'Mother Parks, take your rest'
2005-11-02 20:17
Detroit - A soaring rendition of The Lord's Prayer moved thousands of mourners at the funeral of civil rights pioneer Rosa Parks on Wednesday, with a preacher bidding: "Mother Parks, take your rest."
Former President Bill Clinton, his wife, senator Hillary Rodham Clinton, and hundreds of other mourners paid their respects at Parks's open casket before the start of the funeral service that included the prayer in song by soprano Brenda Jackson.
Those in the audience held hands and sang We Shall Overcome as family members filed past the casket before it was closed.
Bishop Charles Ellis III of Greater Grace Temple led the service for 4 000 people packed in to say goodbye to the diminutive figure who sparked a civil rights revolution by refusing 50 years ago to give up her seat on a bus in Montgomery, Alabama.
"Mother Parks, take your rest. You have certainly earned it," Ellis said.

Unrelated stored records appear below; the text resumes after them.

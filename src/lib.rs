//! Query Template Engine - parameterised search queries from logic-less templates
//!
//! This library loads query templates, binds caller parameters into a render
//! context, renders the template text and hands the resulting payload to a
//! search backend supplied by the host.
//!
//! # Example
//!
//! ```rust
//! use query_template_engine::{
//!     BackendError, BackendExecutor, BackendRequest, EngineConfig, MemorySource, QueryEngine,
//! };
//! use serde_json::{json, Value};
//!
//! struct Echo;
//!
//! impl BackendExecutor for Echo {
//!     fn execute(&self, request: &BackendRequest) -> Result<Value, BackendError> {
//!         Ok(json!({ "path": request.path(), "body": request.body }))
//!     }
//! }
//!
//! let source = MemorySource::new().with(
//!     "query-templates/user_operations.yml",
//!     "templates:\n  - name: searchByUserId\n    baseQuery:\n      query:\n        term:\n          userId: \"{{userId}}\"\n",
//! );
//! let engine = QueryEngine::new(source, EngineConfig::default(), Echo);
//!
//! let response = engine
//!     .execute_template("USER_OPERATIONS", "searchByUserId", &json!({ "userId": 1 }))
//!     .unwrap();
//! assert_eq!(response["path"], "/user/_search");
//! assert_eq!(response["body"], r#"{"query":{"term":{"userId":"1"}}}"#);
//! ```

pub mod binder;
pub mod config;
pub mod dispatch;
pub mod error;
pub mod parser;
pub mod renderer;
pub mod template;

use std::sync::Arc;

use serde_json::Value;

pub use binder::{bind, NoParams, QueryParams};
pub use config::{ConfigFileError, EngineConfig, TemplatePaths};
pub use dispatch::{
    collection_for, BackendError, BackendExecutor, BackendRequest, Dispatcher, Endpoint, Method,
};
pub use error::{EngineError, ParseError, Result};
pub use parser::{parse, Template};
pub use renderer::{EscapeMode, RenderConfig, RenderContext, Renderer};
pub use template::{
    resolve_query, FsSource, GroupCache, MemorySource, NamedTemplate, QueryKind, ResolvedQuery,
    ResourceSource, SourceError, TemplateGroup, TemplateStore,
};

/// Entry point tying the store, renderer and dispatcher together
#[derive(Debug, Clone)]
pub struct QueryEngine<E> {
    store: TemplateStore,
    renderer: Renderer,
    dispatcher: Dispatcher<E>,
}

impl<E: BackendExecutor> QueryEngine<E> {
    /// Create an engine reading templates from `source`
    pub fn new(source: impl ResourceSource + 'static, config: EngineConfig, executor: E) -> Self {
        Self::from_parts(
            TemplateStore::new(source, config.templates),
            Renderer::new(config.render),
            executor,
        )
    }

    /// Create an engine from an existing store, e.g. one sharing a group cache
    pub fn from_parts(store: TemplateStore, renderer: Renderer, executor: E) -> Self {
        Self {
            store,
            renderer,
            dispatcher: Dispatcher::new(executor),
        }
    }

    pub fn store(&self) -> &TemplateStore {
        &self.store
    }

    pub fn renderer(&self) -> &Renderer {
        &self.renderer
    }

    pub fn cache(&self) -> &Arc<GroupCache> {
        self.store.cache()
    }

    pub fn dispatcher(&self) -> &Dispatcher<E> {
        &self.dispatcher
    }

    /// Render an ad-hoc template without sending it
    pub fn render<P: QueryParams + ?Sized>(
        &self,
        schema_name: &str,
        template_name: &str,
        params: &P,
    ) -> Result<String> {
        let text = self.store.load_template(schema_name, template_name)?;
        let ctx = bind(params)?;
        self.renderer.render_named(template_name, &text, &ctx)
    }

    /// Render an ad-hoc template and run it as a search against `schema_name`
    pub fn search<P: QueryParams + ?Sized>(
        &self,
        schema_name: &str,
        template_name: &str,
        params: &P,
    ) -> Result<Value> {
        self.run_adhoc(QueryKind::Search, schema_name, template_name, params)
    }

    /// Render an ad-hoc template and run it as an aggregation against `schema_name`
    pub fn aggregate<P: QueryParams + ?Sized>(
        &self,
        schema_name: &str,
        template_name: &str,
        params: &P,
    ) -> Result<Value> {
        self.run_adhoc(QueryKind::Aggregation, schema_name, template_name, params)
    }

    /// Render an ad-hoc template and run it as a multi-search against `schema_name`
    ///
    /// The rendered text must already be in newline-delimited multi-search form.
    pub fn msearch<P: QueryParams + ?Sized>(
        &self,
        schema_name: &str,
        template_name: &str,
        params: &P,
    ) -> Result<Value> {
        self.run_adhoc(QueryKind::MultiSearch, schema_name, template_name, params)
    }

    /// Resolve and render a grouped template without sending it
    pub fn resolve<P: QueryParams + ?Sized>(
        &self,
        operation_type: &str,
        template_name: &str,
        params: &P,
    ) -> Result<ResolvedQuery> {
        resolve_query(
            &self.store,
            &self.renderer,
            operation_type,
            template_name,
            params,
        )
    }

    /// Resolve a grouped template and dispatch it per its query kind
    pub fn execute_template<P: QueryParams + ?Sized>(
        &self,
        operation_type: &str,
        template_name: &str,
        params: &P,
    ) -> Result<Value> {
        let query = self.resolve(operation_type, template_name, params)?;
        self.dispatcher.dispatch(&query)
    }

    fn run_adhoc<P: QueryParams + ?Sized>(
        &self,
        kind: QueryKind,
        schema_name: &str,
        template_name: &str,
        params: &P,
    ) -> Result<Value> {
        let body = self.render(schema_name, template_name, params)?;
        let request = BackendRequest::new(schema_name, kind.endpoint(), body);
        self.dispatcher.send(&request)
    }
}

Mourners waited in long lines in the chilly morning to honour Parks.
Hours before the funeral began, the line to get one of the 2 000 available public seats at the church extended more than two blocks west in Parks's adopted hometown.
As a white hearse carried Parks's body from the Charles H Wright Museum of African American history, where viewing lasted until the pre-dawn hours, dozens of people holding pictures of Parks crowded around it.
As it began moving, they shouted, "We love you!"
Parks was 92 when she died October 24 in Detroit.
Nearly 50 years earlier, she was arrested and fined $10 plus $4 in court costs for refusing to give up her seat to a white man on a Montgomery city bus.
Her action on December 1 1955, triggered a 381-day boycott of the bus system led by the Reverend Martin Luther King jun.